This year I had to learn the importance of letting go of the need to be perfect….
Knowing that the need to be perfect has hindered me in so many ways. & when I say that, I mean I was only holding myself back because my fear of failing or making mistakes.
I had to make that decision that everything wasn’t going to always be sunshine and roses. You’re going to make mistakes, a lot of them and that’s OKAY! You don’t have to know everything, or even have everything figured out step by step.
You also don’t have to rush anything that God wants you to have, period! When you don’t understand the importance of being patient w/ God and trusting the process to get to where he wants you to be, it’s going to seem like nothing is working out in your favor because you want it right then and there! & often times, the things we pray for daily, be things we don’t know how to handle once we get them.
I also ended up falling back into a deep depression. I was working for a company who didn’t value, support, or appreciate me. I felt as though I was losing myself and my passion/purpose for the type of work God placed into my heart.
Everyday I would wake up, and immediately feel terrible on the inside because I knew I had to walk into a place I knew I shouldn’t be. Instead of making the best out of the situation, I allowed this employer to take MY power away.
I had to realize that if you wake up every morning and believe you’re going to have a terrible day, guess what? You’re going to have a terrible day! I didn’t want to see the good in the situation because my focus was getting completely out of it, instead of using that time to reflect on what this situation taught me about myself.
Instead of thinking about the negative things you’re experiencing at that job, write down a list of lessons and things you’re grateful for, from that employer.
Let’s start reclaiming our time and power from people and things we give complete control to. Let’s continue to find lessons and share our stories with one another, that’s going through something similar. Let’s continue to think positive, but also not neglect the negative things that’s transpiring in our lives.
After God gently removed me from that employer…
I spent my two month work-free break, reclaiming my time and doing things I absolutely enjoy. I started to journal more, I started taking better care of ME and the people around me. I started setting clear intentions and boundaries with myself and other people.

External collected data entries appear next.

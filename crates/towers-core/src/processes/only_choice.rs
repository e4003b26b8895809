//! Only-choice scan: a value with exactly one possible cell in a line.

use super::Outcome;
use crate::primitives::ONLY_CHOICE_RAM;
use crate::puzzle::Puzzle;
use crate::scheduler::{Beat, Process};
use crate::types::{Line, ProcessId, Triple};

/// Counts, one cell per two ticks, the cells of a line that can still hold
/// `val`. When the scan ends with a single candidate that is not solved
/// yet, the candidate is assigned.
///
/// Zero candidates is reported through the outcome and left for the caller
/// to act on. Contradictions raised elsewhere do not stop the scan.
#[derive(Debug, Clone)]
pub struct OnlyChoiceProcess {
    id: ProcessId,
    line: Line,
    val: usize,
    cursor: usize,
    beat: Beat,
    candidates: Vec<(usize, usize)>,
    assigned: Option<Triple>,
}

impl OnlyChoiceProcess {
    /// Scan `line` for the cells that can hold `val`.
    #[must_use]
    pub fn new(line: Line, val: usize) -> Self {
        Self {
            id: ProcessId::new(format!("only-choice:{}:{}:{}", line.name(), line.index(), val)),
            line,
            val,
            cursor: 0,
            beat: Beat::default(),
            candidates: Vec::new(),
            assigned: None,
        }
    }
}

impl Process<Puzzle> for OnlyChoiceProcess {
    type Output = Outcome;

    fn process_id(&self) -> &ProcessId {
        &self.id
    }

    fn ram_requirement(&self) -> u64 {
        ONLY_CHOICE_RAM
    }

    fn tick(&mut self, puzzle: &mut Puzzle) -> bool {
        let size = puzzle.size();
        match self.beat.advance() {
            Beat::Inspect => {
                if self.cursor >= size {
                    return true;
                }
                let (row, col) = self.line.at(self.cursor);
                if puzzle.is_possible(Triple::new(row, col, self.val)) {
                    self.candidates.push((row, col));
                }
                false
            }
            Beat::Apply => {
                self.cursor = self.cursor.saturating_add(1);
                if self.cursor < size {
                    return false;
                }
                if let &[(row, col)] = self.candidates.as_slice()
                    && puzzle.set_cell(row, col, self.val).unwrap_or(false)
                {
                    self.assigned = Some(Triple::new(row, col, self.val));
                }
                true
            }
        }
    }

    fn return_value(&self) -> Outcome {
        Outcome::OnlyChoice {
            line: self.line,
            val: self.val,
            candidates: self.candidates.len(),
            assigned: self.assigned,
        }
    }
}

#[cfg(test)]
mod tests {
    use super::*;

    fn run(process: &mut OnlyChoiceProcess, puzzle: &mut Puzzle) {
        for _ in 0..1000 {
            if process.tick(puzzle) {
                return;
            }
        }
        unreachable!("process never finished");
    }

    #[test]
    fn single_candidate_is_assigned() {
        let mut puzzle = Puzzle::blank(3).expect("puzzle");
        puzzle.remove_from_cell(0, 0, 2);
        puzzle.remove_from_cell(0, 1, 2);

        let mut process = OnlyChoiceProcess::new(Line::Row(0), 2);
        run(&mut process, &mut puzzle);

        assert_eq!(puzzle.solved_value(0, 2), Some(2));
        assert_eq!(
            process.return_value(),
            Outcome::OnlyChoice {
                line: Line::Row(0),
                val: 2,
                candidates: 1,
                assigned: Some(Triple::new(0, 2, 2))
            }
        );
    }

    #[test]
    fn already_solved_candidate_is_not_reassigned() {
        let mut puzzle = Puzzle::blank(2).expect("puzzle");
        puzzle.set_cell(0, 1, 0).expect("in grid");
        puzzle.remove_from_cell(1, 1, 0);
        let before = puzzle.history_len();

        let mut process = OnlyChoiceProcess::new(Line::Column(1), 0);
        run(&mut process, &mut puzzle);

        assert_eq!(puzzle.history_len(), before);
        assert_eq!(
            process.return_value(),
            Outcome::OnlyChoice {
                line: Line::Column(1),
                val: 0,
                candidates: 1,
                assigned: None
            }
        );
    }

    #[test]
    fn zero_candidates_is_reported_not_raised() {
        let mut puzzle = Puzzle::blank(2).expect("puzzle");
        puzzle.remove_from_cell(1, 0, 1);
        puzzle.remove_from_cell(1, 1, 1);

        let mut process = OnlyChoiceProcess::new(Line::Row(1), 1);
        run(&mut process, &mut puzzle);

        assert!(puzzle.contradiction().is_none());
        assert_eq!(
            process.return_value(),
            Outcome::OnlyChoice {
                line: Line::Row(1),
                val: 1,
                candidates: 0,
                assigned: None
            }
        );
    }

    #[test]
    fn scan_takes_two_ticks_per_cell() {
        let mut puzzle = Puzzle::blank(4).expect("puzzle");
        let mut process = OnlyChoiceProcess::new(Line::Row(2), 3);
        let mut ticks = 1;
        while !process.tick(&mut puzzle) {
            ticks += 1;
        }
        assert_eq!(ticks, 8);
    }
}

There has been a blessing in every lesson this year, from leaving a job in the beginning of the year that I loved, to a job from hell, to a new job that has so many opportunities and advances. I know that there’s so much more for me, and God is going to make sure that I not only see those blessings but feel them as well.
As I wrap up this post…
2017 has taught me to be more gentle, compassionate, kinder, loving and trusting my strengths.
When I decided to fully commit to myself, so many things began to change in my life, doors began to open, and saying “no” to things, people and places I didn’t want to be became easier.